*** DATA FOR REVIEW ***
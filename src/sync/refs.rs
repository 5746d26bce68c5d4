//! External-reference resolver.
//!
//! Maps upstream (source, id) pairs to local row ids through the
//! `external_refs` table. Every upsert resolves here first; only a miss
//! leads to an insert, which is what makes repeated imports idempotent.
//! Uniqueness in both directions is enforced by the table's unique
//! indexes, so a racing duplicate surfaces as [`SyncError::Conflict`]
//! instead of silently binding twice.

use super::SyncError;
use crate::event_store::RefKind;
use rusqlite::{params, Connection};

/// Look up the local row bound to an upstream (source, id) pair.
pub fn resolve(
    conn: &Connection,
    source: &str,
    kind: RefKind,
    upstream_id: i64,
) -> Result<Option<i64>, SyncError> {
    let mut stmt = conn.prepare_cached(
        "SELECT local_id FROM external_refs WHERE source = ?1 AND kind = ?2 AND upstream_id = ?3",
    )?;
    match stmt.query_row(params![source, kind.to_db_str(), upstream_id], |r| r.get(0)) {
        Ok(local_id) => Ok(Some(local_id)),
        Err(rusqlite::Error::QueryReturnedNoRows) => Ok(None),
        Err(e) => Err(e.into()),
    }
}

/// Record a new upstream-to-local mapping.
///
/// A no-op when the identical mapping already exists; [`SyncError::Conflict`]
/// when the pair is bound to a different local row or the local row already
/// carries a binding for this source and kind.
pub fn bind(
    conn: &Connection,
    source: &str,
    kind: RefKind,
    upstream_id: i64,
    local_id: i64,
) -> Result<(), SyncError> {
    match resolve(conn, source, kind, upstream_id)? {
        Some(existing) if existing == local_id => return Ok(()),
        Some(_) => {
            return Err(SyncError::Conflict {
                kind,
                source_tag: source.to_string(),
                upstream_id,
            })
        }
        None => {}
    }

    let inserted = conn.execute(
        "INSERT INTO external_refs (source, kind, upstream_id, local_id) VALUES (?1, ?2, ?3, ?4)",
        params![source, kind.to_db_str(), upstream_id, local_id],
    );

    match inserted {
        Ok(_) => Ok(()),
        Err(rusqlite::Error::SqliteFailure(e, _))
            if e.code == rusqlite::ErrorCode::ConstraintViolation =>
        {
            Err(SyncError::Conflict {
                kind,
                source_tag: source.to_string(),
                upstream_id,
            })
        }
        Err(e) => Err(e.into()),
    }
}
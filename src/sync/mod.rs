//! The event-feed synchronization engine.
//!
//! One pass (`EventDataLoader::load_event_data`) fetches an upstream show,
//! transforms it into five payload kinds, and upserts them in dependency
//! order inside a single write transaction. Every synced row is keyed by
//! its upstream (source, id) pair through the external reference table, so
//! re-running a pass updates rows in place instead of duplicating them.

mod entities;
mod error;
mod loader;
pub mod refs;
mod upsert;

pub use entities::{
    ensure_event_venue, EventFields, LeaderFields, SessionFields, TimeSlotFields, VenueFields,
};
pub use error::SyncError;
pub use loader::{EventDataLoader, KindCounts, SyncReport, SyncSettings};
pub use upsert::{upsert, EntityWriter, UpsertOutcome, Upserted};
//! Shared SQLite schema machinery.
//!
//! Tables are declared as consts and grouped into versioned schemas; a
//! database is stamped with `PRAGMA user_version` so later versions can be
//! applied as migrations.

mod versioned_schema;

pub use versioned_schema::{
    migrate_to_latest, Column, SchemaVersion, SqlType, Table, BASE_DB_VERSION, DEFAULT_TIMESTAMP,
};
***
[EXERCISE AIM]: Give the count of lines containing the word "Result" in the listing, and no other text.

[ANSWER TO THIS TASK]: 2